I was plugged into an electrical outlet with a beautiful, Earthlike rhythm coursing through my veins, not wanting to sit still, yet only sitting felt comfortable. Dana still didn’t know we had taken acid, and I had a difficult time acting like someone who had only drunk and smoked pot. If the effects got any stronger, it would be impossible to hide, and it did get stronger.

The room changed, and colors I’d never seen before splintered into the shadows as patterns transformed my thoughts into abstract designs. I felt whole as I became the final piece in the puzzle. I felt connected to each breath, my own and Tara’s, and had a profound awareness of the great artist of creation. I started tasting individual colors, falling into a vortex of rainbows. Every object in the room had developed a depth and meaning beyond the three-dimensional world. I had never seen life from this perspective, and felt a deep sense of caring for the Earth we lived on. I cradled the world in my hands, like the strong grip of a tree, and sensed a connection to its roots. Did I really just drop acid, or was I transported into a sacred room in heaven and given the secrets to life?

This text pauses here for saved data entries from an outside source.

use crate::agent::ToolRegistry;
use crate::error::{RegistryError, ToolError};
use crate::traits::{Number, ToolArgs};
use std::sync::Arc;

pub mod arithmetic;

pub use arithmetic::{AddTool, DivideTool, MultiplyTool, SubtractTool};

pub fn number_arg(tool: &str, args: &ToolArgs, key: &str) -> Result<Number, ToolError> {
    args.number(key)
        .ok_or_else(|| ToolError::invalid(tool, format!("missing numeric '{}' parameter", key)))
}

/// Registry with the four arithmetic functions, in advertising order.
pub fn arithmetic_registry() -> Result<ToolRegistry, RegistryError> {
    let mut registry = ToolRegistry::new();
    registry.register(Arc::new(AddTool))?;
    registry.register(Arc::new(SubtractTool))?;
    registry.register(Arc::new(MultiplyTool))?;
    registry.register(Arc::new(DivideTool))?;
    Ok(registry)
}
use crate::error::ConversationError;
use crate::traits::{ChatMessage, Role, ToolCall};
use std::collections::VecDeque;

/// Append-only message history of one session.
///
/// Tool results must answer the calls of the latest assistant message, one
/// each and in the order they were requested. Nothing else may be appended
/// while such calls are outstanding.
#[derive(Debug, Clone)]
pub struct Conversation {
    messages: Vec<ChatMessage>,
    pending: VecDeque<String>,
}

impl Conversation {
    pub fn new(system_prompt: impl Into<String>) -> Self {
        Self {
            messages: vec![ChatMessage::system(system_prompt)],
            pending: VecDeque::new(),
        }
    }

    pub fn messages(&self) -> &[ChatMessage] {
        &self.messages
    }

    pub fn len(&self) -> usize {
        self.messages.len()
    }

    pub fn is_empty(&self) -> bool {
        self.messages.is_empty()
    }

    pub fn last(&self) -> Option<&ChatMessage> {
        self.messages.last()
    }

    pub fn pending_tool_calls(&self) -> usize {
        self.pending.len()
    }

    pub fn push_user(&mut self, content: impl Into<String>) -> Result<(), ConversationError> {
        self.ensure_settled()?;
        self.messages.push(ChatMessage::user(content));
        Ok(())
    }

    pub fn push_assistant(&mut self, content: impl Into<String>) -> Result<(), ConversationError> {
        self.ensure_settled()?;
        self.messages.push(ChatMessage::assistant(content));
        Ok(())
    }

    /// Records the model's tool-call request verbatim and opens one pending
    /// slot per call.
    pub fn push_tool_calls(
        &mut self,
        content: Option<String>,
        tool_calls: Vec<ToolCall>,
    ) -> Result<(), ConversationError> {
        self.ensure_settled()?;
        self.pending = tool_calls.iter().map(|c| c.id.clone()).collect();
        self.messages
            .push(ChatMessage::assistant_with_tool_calls(content, tool_calls));
        Ok(())
    }

    pub fn push_tool_result(
        &mut self,
        tool_call_id: &str,
        content: impl Into<String>,
    ) -> Result<(), ConversationError> {
        match self.pending.front() {
            None => return Err(ConversationError::OrphanToolResult(tool_call_id.to_string())),
            Some(expected) if expected != tool_call_id => {
                return Err(ConversationError::OutOfOrder {
                    expected: expected.clone(),
                    got: tool_call_id.to_string(),
                });
            }
            Some(_) => {}
        }

        self.pending.pop_front();
        self.messages
            .push(ChatMessage::tool_result(tool_call_id, content));
        Ok(())
    }

    /// Messages appended after the first `since` entries.
    pub fn tail(&self, since: usize) -> &[ChatMessage] {
        &self.messages[since.min(self.messages.len())..]
    }

    pub fn count_role(&self, role: Role) -> usize {
        self.messages.iter().filter(|m| m.role == role).count()
    }

    fn ensure_settled(&self) -> Result<(), ConversationError> {
        if self.pending.is_empty() {
            Ok(())
        } else {
            Err(ConversationError::UnansweredToolCalls(self.pending.len()))
        }
    }
}

#[cfg(test)]
mod tests {
    use super::*;

    fn calls() -> Vec<ToolCall> {
        vec![
            ToolCall::new("call_a", "add", r#"{"a":1,"b":2}"#),
            ToolCall::new("call_b", "multiply", r#"{"a":3,"b":4}"#),
        ]
    }

    #[test]
    fn starts_with_single_system_message() {
        let conv = Conversation::new("be helpful");
        assert_eq!(conv.len(), 1);
        assert_eq!(conv.messages()[0].role, Role::System);
        assert_eq!(conv.messages()[0].content_or_empty(), "be helpful");
    }

    #[test]
    fn tool_results_pair_in_request_order() {
        let mut conv = Conversation::new("sys");
        conv.push_user("what is 1+2 and 3*4?").unwrap();
        conv.push_tool_calls(None, calls()).unwrap();
        assert_eq!(conv.pending_tool_calls(), 2);

        conv.push_tool_result("call_a", "3").unwrap();
        conv.push_tool_result("call_b", "12").unwrap();
        conv.push_assistant("3 and 12").unwrap();

        assert_eq!(conv.len(), 6);
        assert_eq!(conv.count_role(Role::Tool), 2);
        assert_eq!(conv.messages()[3].tool_call_id.as_deref(), Some("call_a"));
        assert_eq!(conv.messages()[4].tool_call_id.as_deref(), Some("call_b"));
    }

    #[test]
    fn orphan_tool_results_are_refused() {
        let mut conv = Conversation::new("sys");
        let err = conv.push_tool_result("call_x", "1").unwrap_err();
        assert_eq!(err, ConversationError::OrphanToolResult("call_x".into()));
        assert_eq!(conv.len(), 1);
    }

    #[test]
    fn out_of_order_results_are_refused() {
        let mut conv = Conversation::new("sys");
        conv.push_tool_calls(None, calls()).unwrap();

        let err = conv.push_tool_result("call_b", "12").unwrap_err();
        assert!(matches!(err, ConversationError::OutOfOrder { .. }));
        assert_eq!(conv.pending_tool_calls(), 2);
    }

    #[test]
    fn cannot_move_on_with_unanswered_calls() {
        let mut conv = Conversation::new("sys");
        conv.push_tool_calls(Some("let me check".into()), calls()).unwrap();
        conv.push_tool_result("call_a", "3").unwrap();

        assert_eq!(
            conv.push_assistant("done"),
            Err(ConversationError::UnansweredToolCalls(1))
        );
        assert_eq!(
            conv.push_user("next"),
            Err(ConversationError::UnansweredToolCalls(1))
        );
    }

    #[test]
    fn results_from_an_older_request_are_orphans() {
        let mut conv = Conversation::new("sys");
        conv.push_tool_calls(None, vec![ToolCall::new("call_1", "add", "{}")])
            .unwrap();
        conv.push_tool_result("call_1", "x").unwrap();

        assert!(conv.push_tool_result("call_1", "again").is_err());
    }

    #[test]
    fn tail_returns_new_messages() {
        let mut conv = Conversation::new("sys");
        let start = conv.len();
        conv.push_user("hello").unwrap();
        conv.push_assistant("hi").unwrap();

        let tail = conv.tail(start);
        assert_eq!(tail.len(), 2);
        assert_eq!(tail[0].role, Role::User);
        assert!(conv.tail(99).is_empty());
    }
}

It was now clear that the three of us weren’t on the same plane, and Dana asked what we had taken. Without the confining, concealing, and burdensome restraints of my past life, I exploded with a new freedom. “Acid!” Dana was getting mad, and we had to go somewhere else because we knew her anger would ruin the opening of our heaven-sent gift.

We opened the front door and stepped into the fresh winter air. A chill of ice kissed our warm skin as we took a deep hit of frozen, crisp oxygen into our lungs. Our cells drank in the perfectly delicious night haze; we swallowed the night sky, and digested the great constellations. We laughed until the stars fell from our bodies, the kind of laughter only a child understands, that vanishes at adolescence and never returns. Tara’s black pools of dilated pupils mirrored my own, and we melded into each other’s thoughts.
We got into the giant machine of my car, and though I was able to drive, I couldn’t remember how to change gears. The stick shift felt the same way Dana looked—mechanical and not part of our newfound universe. I tried leaving her driveway, but had to dodge massive colors of fabric draped in space. I couldn’t tell what was or wasn’t real as I led that metal monster along the yellow line dividing the street in half. The car wasn’t real; we weren’t real; only our laughter existed and blinded us from seeing the road ahead that led to our destinies.